Some of the north parts of this trail is on private land, but almost all of this trail is on state forest
land.
In Austin, Frank Goodyear built a huge Hemlock sawmill, and hauled cut timber logs to Austin by rail to get sawed into lumber and then used his rail line to transport the sawn lumber to the large cities. In 1886, he extended the line 13 miles south to Costello, where there was a large sole leather tannery. The leather tanneries used the Hemlock bark, which was a by-product of the saw mills, for making tannic acid. This allowed Goodyear to benefit greatly by supplying one industry with the waste product from his lumber operation. Hemlock Tannins made the leather more resistant to decomposition and gave the leather a distinctive, deep reddish-brown color.
By 1893, the Sinnemahoning Valley Railroad merged with the Buffalo and Susquehanna Railroad and by then extended sixty-two miles from Keating Summit on to Wharton and beyond. From Wharton, the rail line proceeded north east up a steep grade to Galeton. About 14 miles south of Galeton, four large switchbacks were required to get over the ridge and into Galeton. From Galeton the rail line ran eastward to Ansonia, with a 13-mile branch to the at that time booming logging town of Cross Fork. By 1901, the Buffalo and Susquehanna Railroad had built another extension from the Wharton mainline, south through Sinnemahoning to connect the Philadelphia & Erie Railroad near Driftwood.
Austin became Goodyear's center of operations in the Sinnemahoning Valley, and was known as Hemlock City. Disaster struck when Austin was literally wiped off the map by a large flood caused by the failure of the Bayless Papermill Company concrete dam on September 30, 1911.The lumber profitability had already declined before then due to the total cutting of the Eastern Hemlock stands that completely cleared the hills of thier the old-growth forests. To make matters even worse, a board range of bad economic conditions continued to affect the rail lines and the once-prosperous industries operating in the Sinnemahoning Valley from then on. Even the state-of-art papermaking pursuits by George Bayless started in 1901 failed to revive the area's economy and prosperity due to the 1911 burst of the large concrete dam built in 1909 to provide adequate water to run the mill processes at full capacity during the seasonally dry periods of low flow in the Freeman Run headwaters. The rail line from Keating Summit to Austin was abandoned by 1941. By 1942, the rail lines south of Austin, running through Costello and Wharton, and all the way to Sinnemahoning, were also abandoned.
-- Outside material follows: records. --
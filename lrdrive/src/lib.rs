//! A table-driven LALR(1) parsing engine.
//!
//! `lrdrive` runs parse tables produced offline by a yacc-style generator.
//! A grammar plugs in three things:
//!
//! - a [`Tables`] set describing rules and automaton states,
//! - a [`Scanner`] supplying terminals with their values and locations,
//! - an [`Actions`] implementation holding the semantic actions.
//!
//! [`Engine::parse`] then drives the shift-reduce loop, synthesizes a
//! location for every reduced rule through [`Merge`], and recovers from
//! syntax errors via rules that mention the grammar's error terminal.
//!
//! ```rust
//! use lrdrive::{
//!     Action, Actions, Control, Engine, Nonterminal, Reduction, Rule, RuleId, Scanner, State,
//!     Symbol, Tables, Terminal,
//! };
//! use std::ops::Range;
//!
//! // $accept -> S $end, S -> x
//! let tables = Tables::builder()
//!     .rule(Rule::new(
//!         Nonterminal(0),
//!         vec![Symbol::Nonterminal(Nonterminal(1)), Symbol::Terminal(Terminal(1))],
//!     ))
//!     .rule(Rule::new(Nonterminal(1), vec![Symbol::Terminal(Terminal(3))]))
//!     .state(
//!         State::builder()
//!             .on(Terminal(3), Action::Shift(lrdrive::StateId(1)))
//!             .build(),
//!     )
//!     .state(
//!         State::builder()
//!             .on(Terminal(1), Action::Reduce(RuleId(1)))
//!             .build(),
//!     )
//!     .build()
//!     .unwrap();
//! assert_eq!(tables.expected(tables.start_state()), vec![Terminal(3)]);
//!
//! // Tokens carry the value 21 and their index as location.
//! struct Tokens {
//!     tokens: Vec<Terminal>,
//!     next: usize,
//! }
//!
//! impl Scanner for Tokens {
//!     type Value = u32;
//!     type Span = Range<usize>;
//!
//!     fn next_token(&mut self) -> Terminal {
//!         let token = self.tokens.get(self.next).copied().unwrap_or(Terminal(1));
//!         self.next += 1;
//!         token
//!     }
//!
//!     fn value(&mut self) -> u32 {
//!         21
//!     }
//!
//!     fn span(&self) -> Range<usize> {
//!         self.next.saturating_sub(1)..self.next
//!     }
//!
//!     fn report_error(&mut self, message: &str, span: &Range<usize>) {
//!         eprintln!("{span:?}: {message}");
//!     }
//! }
//!
//! struct Double;
//!
//! impl Actions for Double {
//!     type Value = u32;
//!     type Span = Range<usize>;
//!
//!     fn reduce(&mut self, reduction: Reduction<'_, u32, Range<usize>>, value: &mut u32) -> Control {
//!         *value = reduction.values[0] * 2;
//!         Control::Continue
//!     }
//! }
//!
//! let scanner = Tokens { tokens: vec![Terminal(3)], next: 0 };
//! let mut engine = Engine::new(&tables, scanner, Double);
//! assert_eq!(engine.parse(), Ok(42));
//! assert_eq!(engine.stats().shifts, 1);
//! ```

mod engine;
mod error;
mod scanner;
mod span;
mod stack;
mod table;

#[cfg(test)]
mod test_grammar;

pub use crate::engine::{
    Actions, Control, DEFAULT_MAX_DEPTH, Engine, ParserStats, RECOVERY_SHIFTS, Reduction,
};
pub use crate::error::{ParseError, TableError};
pub use crate::scanner::Scanner;
pub use crate::span::{Merge, Position, Span};
pub use crate::stack::Stack;
pub use crate::table::{
    Action, ActionCode, Nonterminal, Rule, RuleId, State, StateBuilder, StateId, Symbol, Tables,
    TablesBuilder, Terminal,
};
And, that mostly ended of the railroad era in these parts, except for the tiny village of Keating Summit which has the only active Pennsylvania Railroad line still running in Potter County yet today.
The Goodyear Hemlock Sawmill closed in 1911, and the Bayless Papermill Company survived the breaking of the Austin Dam in 1911 as well as another smaller earthen dam break in the flood of 1942. However, a major fire in 1944 caused the Austin papermill to close forever. Only Ruins are left in this washed out valley on a 2-mile stretch along the east branch of Freeman devastated by the Dam breaks. The two Freeman Run branches that converge in Austin, from whence it flows as a single waterway to its mouth at Costello.